Nous avons le plaisir d'entendre le directeur général de l'Office national des forêts, qui gère nos forêts publiques, c'est-à-dire à peu près 10 % du territoire hexagonal. Bien entendu, nous nous intéressons au devenir de l'ensemble de la forêt française, y compris celui de sa composante privée, qui est deux fois plus étendue mais, en moyenne, moins gérée et moins productive car plus morcelée et faiblement financée.
L'ONF traverse une période tendue. Vous en êtes parfaitement conscient puisqu'ici même, en 2015, au moment de votre désignation, vous évoquiez le défi des « crispations » internes à l'ONF et, plus généralement, des divisions de la filière bois. Face aux graves difficultés de l'Office, la Cour des comptes avait préconisé, en 2014, de couper plus de bois pour augmenter les recettes et de privilégier les recrutements de salariés de droit privé pour maitriser la dépense. Économiquement et socialement, où en sommes-nous aujourd'hui, bientôt trois ans après votre prise de fonction ?
La cohésion d'un organisme est une condition essentielle de son efficacité économique. C'est tout aussi vrai pour l'ensemble d'une filière. Ainsi, l'Allemagne, où semble régner un climat de confiance entre les opérateurs forestiers, produit deux fois plus de sciages que la France avec une forêt 50 % plus petite que la nôtre. Comparaison n'est pas raison car la forêt allemande est résineuse à 60 % - et donc bien adaptée à la demande industrielle - tandis que la forêt française est à 60% feuillue, ce qui correspond à des bois de qualité mais moins malléables pour l'industrie. De plus, la gestion forestière est plus systématique en Allemagne et, fait notable, les gestionnaires publics interviennent chez les propriétaires privés. Sur ces deux points - l'adaptation de notre filière bois à la demande et la coopération entre le public et le privé - quelle est votre stratégie et votre sentiment ?

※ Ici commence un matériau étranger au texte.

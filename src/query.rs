//! The public, stateful convenience wrapper over the free-function parser.

use crate::locale::Locale;
use crate::model::{FailureFlag, ParserSettings};
use crate::result::ParsedResult;

/// Holds the input string, the chosen locale, the tunable settings, the
/// strictness mask, and the outcome of parsing them together.
///
/// Calling [`Query::new`] parses immediately; changing settings or the
/// mask through the builder methods reparses from scratch - parsing is a
/// pure function of its inputs, so there is nothing incremental to do.
#[derive(Debug, Clone)]
pub struct Query {
    pub content: String,
    pub locale: Locale,
    pub settings: ParserSettings,
    pub mask: FailureFlag,
    pub result: ParsedResult,
}

impl Query {
    /// Parse `content` against `locale` with default (tolerant) settings
    /// and no strictness mask.
    pub fn new(content: impl Into<String>, locale: Locale) -> Self {
        let mut query = Query {
            content: content.into(),
            locale,
            settings: ParserSettings::default(),
            mask: FailureFlag::NONE,
            result: ParsedResult::new(),
        };
        query.reparse();
        query
    }

    /// Parse in strict mode: every `FailureFlag` forces `success = false`.
    pub fn strict(content: impl Into<String>, locale: Locale) -> Self {
        let mut query = Self::new(content, locale);
        query.mask = FailureFlag::ALL;
        query.reparse();
        query
    }

    pub fn with_settings(mut self, settings: ParserSettings) -> Self {
        self.settings = settings;
        self.reparse();
        self
    }

    pub fn with_mask(mut self, mask: FailureFlag) -> Self {
        self.mask = mask;
        self.reparse();
        self
    }

    /// Re-run the parse against the current `content`/`locale`/
    /// `settings`/`mask`, discarding any previous result.
    pub fn reparse(&mut self) {
        self.result.reset();
        crate::parse_into(&self.content, &self.locale, &self.settings, self.mask, &mut self.result);
    }
}

#[cfg(test)]
mod tests {
    use super::*;

    #[test]
    fn tolerant_by_default() {
        let q = Query::new("1h5m30s", Locale::english());
        assert!(q.result.success);
        assert_eq!(q.result.seconds, 3930.0);
    }

    #[test]
    fn strict_mode_rejects_trailing_lonely_values() {
        let q = Query::strict("5 seconds 3", Locale::english());
        assert!(!q.result.success);
    }

    #[test]
    fn reparse_after_changing_settings_updates_the_result() {
        let mut settings = ParserSettings::default();
        settings.allow_duplicate_scales = false;
        let q = Query::new("1 minute 2 minutes", Locale::english()).with_settings(settings);
        assert!(q.result.invalid.iter().any(|i| i.flags.contains(FailureFlag::DUPLICATE_SCALE)));
    }
}
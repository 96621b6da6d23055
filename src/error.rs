use std::fmt;

#[derive(Debug, Clone, Copy, PartialEq, Eq)]
/// Structural errors: things wrong with a locale table or a conversion
/// request, as opposed to anomalies in the text being parsed. These abort
/// the call instead of being folded into a `ParsedResult`.
pub enum ConfigError {
    /// A connector also appears in the segmentors set (or vice versa).
    ConnectorSegmentorOverlap,
    /// A decimal delimiter also appears in the thousand delimiters set.
    DecimalThousandOverlap,
    /// Attempted to convert a total into a scale that is disabled
    /// (`seconds_per_unit == 0`).
    DisabledScale,
}

impl fmt::Display for ConfigError {
    fn fmt(&self, f: &mut fmt::Formatter<'_>) -> fmt::Result {
        match self {
            ConfigError::ConnectorSegmentorOverlap => {
                write!(f, "connectors and segmentors may not overlap")
            }
            ConfigError::DecimalThousandOverlap => {
                write!(f, "decimal separators and thousand separators may not overlap")
            }
            ConfigError::DisabledScale => write!(f, "cannot convert into a disabled scale"),
        }
    }
}

impl std::error::Error for ConfigError {}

Les parlementaires sont régulièrement alertés par des scieurs qui disent manquer d'approvisionnement en chênes : comment expliquez-vous ce paradoxe puisque notre forêt est excédentaire en feuillus et que nous importons surtout des résineux ?
Enfin, le Sénat a soutenu la création du fonds stratégique bois qui traduit l'idée d'une enveloppe globale et stable pour l'investissement et la replantation : il « suffirait » de 150 millions d'euros par an pour valoriser notre immense forêt et y créer des emplois. Or les financements publics restent modestes et éclatés : des sommes importantes sont placées sous la gouvernance du ministère de l'Écologie avec une incitation, que certains jugent excessive, à brûler le bois, ce qui n'est pas la meilleure manière de créer de la valeur ajoutée...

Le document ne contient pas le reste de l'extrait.